Work to be completed
From the listing below, pull out every line where the string "geometry" appears.
══ Data for analysis ══
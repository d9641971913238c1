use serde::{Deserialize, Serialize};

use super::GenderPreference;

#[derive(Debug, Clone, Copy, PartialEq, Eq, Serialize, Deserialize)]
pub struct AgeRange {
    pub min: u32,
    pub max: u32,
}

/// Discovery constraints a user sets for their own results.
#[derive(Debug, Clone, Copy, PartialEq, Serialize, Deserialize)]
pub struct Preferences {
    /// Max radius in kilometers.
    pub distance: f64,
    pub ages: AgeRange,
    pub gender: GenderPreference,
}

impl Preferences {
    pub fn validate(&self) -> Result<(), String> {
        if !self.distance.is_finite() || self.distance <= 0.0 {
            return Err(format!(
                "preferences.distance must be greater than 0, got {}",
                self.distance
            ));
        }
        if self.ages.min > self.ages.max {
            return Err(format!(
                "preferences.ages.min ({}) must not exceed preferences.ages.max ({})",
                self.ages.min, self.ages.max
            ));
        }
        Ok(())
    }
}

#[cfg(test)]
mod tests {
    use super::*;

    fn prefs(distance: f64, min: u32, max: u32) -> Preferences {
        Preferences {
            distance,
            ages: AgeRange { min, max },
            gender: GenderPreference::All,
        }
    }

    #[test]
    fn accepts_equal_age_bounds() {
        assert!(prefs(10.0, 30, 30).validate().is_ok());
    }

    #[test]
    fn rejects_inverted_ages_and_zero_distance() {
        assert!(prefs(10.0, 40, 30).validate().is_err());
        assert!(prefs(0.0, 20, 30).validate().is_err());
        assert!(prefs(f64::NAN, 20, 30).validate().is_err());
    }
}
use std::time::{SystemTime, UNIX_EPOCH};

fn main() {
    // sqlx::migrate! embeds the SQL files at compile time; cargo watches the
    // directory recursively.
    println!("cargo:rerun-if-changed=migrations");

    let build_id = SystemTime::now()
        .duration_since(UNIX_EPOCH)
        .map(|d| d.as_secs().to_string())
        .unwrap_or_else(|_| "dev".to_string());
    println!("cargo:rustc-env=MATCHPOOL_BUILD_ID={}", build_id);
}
═══
══ Data for analysis ══
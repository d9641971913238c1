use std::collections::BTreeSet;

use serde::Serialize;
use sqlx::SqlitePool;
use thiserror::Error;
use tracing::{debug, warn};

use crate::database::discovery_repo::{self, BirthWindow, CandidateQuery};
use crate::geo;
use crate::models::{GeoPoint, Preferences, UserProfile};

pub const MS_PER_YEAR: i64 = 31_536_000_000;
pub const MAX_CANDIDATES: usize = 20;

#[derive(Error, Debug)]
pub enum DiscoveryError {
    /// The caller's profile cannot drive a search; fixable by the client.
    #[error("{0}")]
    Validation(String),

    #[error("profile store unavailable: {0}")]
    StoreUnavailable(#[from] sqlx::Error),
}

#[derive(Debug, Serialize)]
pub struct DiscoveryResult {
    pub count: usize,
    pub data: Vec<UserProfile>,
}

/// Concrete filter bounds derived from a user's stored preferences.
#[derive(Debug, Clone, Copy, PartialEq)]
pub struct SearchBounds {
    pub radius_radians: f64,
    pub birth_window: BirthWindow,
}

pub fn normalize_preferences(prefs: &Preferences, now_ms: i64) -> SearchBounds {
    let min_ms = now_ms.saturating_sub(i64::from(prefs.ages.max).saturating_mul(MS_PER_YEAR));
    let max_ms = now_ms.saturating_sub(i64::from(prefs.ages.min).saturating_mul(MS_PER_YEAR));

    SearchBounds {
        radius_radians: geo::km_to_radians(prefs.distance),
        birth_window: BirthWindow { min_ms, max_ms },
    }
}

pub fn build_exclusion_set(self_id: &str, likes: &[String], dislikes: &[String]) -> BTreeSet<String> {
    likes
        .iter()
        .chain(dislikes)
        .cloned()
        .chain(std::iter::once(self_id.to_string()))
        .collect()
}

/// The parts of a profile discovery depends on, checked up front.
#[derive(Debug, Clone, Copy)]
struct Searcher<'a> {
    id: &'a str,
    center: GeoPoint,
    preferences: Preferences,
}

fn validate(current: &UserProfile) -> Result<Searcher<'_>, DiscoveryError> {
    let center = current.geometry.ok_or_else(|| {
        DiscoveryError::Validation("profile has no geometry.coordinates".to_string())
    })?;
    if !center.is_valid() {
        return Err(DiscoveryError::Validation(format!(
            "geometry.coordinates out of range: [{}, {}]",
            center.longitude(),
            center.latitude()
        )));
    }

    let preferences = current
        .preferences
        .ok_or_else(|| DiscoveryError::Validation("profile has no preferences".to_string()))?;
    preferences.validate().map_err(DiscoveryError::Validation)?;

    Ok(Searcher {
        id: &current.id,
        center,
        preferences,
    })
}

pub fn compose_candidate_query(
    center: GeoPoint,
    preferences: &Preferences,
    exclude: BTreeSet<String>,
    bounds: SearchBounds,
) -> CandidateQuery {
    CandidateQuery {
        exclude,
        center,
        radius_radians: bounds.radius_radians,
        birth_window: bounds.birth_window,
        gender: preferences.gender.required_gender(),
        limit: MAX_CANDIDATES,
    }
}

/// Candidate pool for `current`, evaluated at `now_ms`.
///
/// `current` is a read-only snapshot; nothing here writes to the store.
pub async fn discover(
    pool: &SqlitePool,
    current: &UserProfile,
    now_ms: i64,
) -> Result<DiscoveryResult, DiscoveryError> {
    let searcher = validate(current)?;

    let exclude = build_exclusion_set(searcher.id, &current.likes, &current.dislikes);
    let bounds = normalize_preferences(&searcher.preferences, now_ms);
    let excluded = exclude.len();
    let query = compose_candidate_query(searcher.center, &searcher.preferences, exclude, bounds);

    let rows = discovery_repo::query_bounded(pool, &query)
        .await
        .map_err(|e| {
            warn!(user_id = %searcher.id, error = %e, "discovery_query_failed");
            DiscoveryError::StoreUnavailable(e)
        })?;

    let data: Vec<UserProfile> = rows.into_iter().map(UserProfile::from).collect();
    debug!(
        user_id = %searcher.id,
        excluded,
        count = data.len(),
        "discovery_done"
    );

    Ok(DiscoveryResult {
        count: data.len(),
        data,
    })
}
═══
Worked solution
    let center = current.geometry.ok_or_else(|| {
        DiscoveryError::Validation("profile has no geometry.coordinates".to_string())
            "geometry.coordinates out of range: [{}, {}]",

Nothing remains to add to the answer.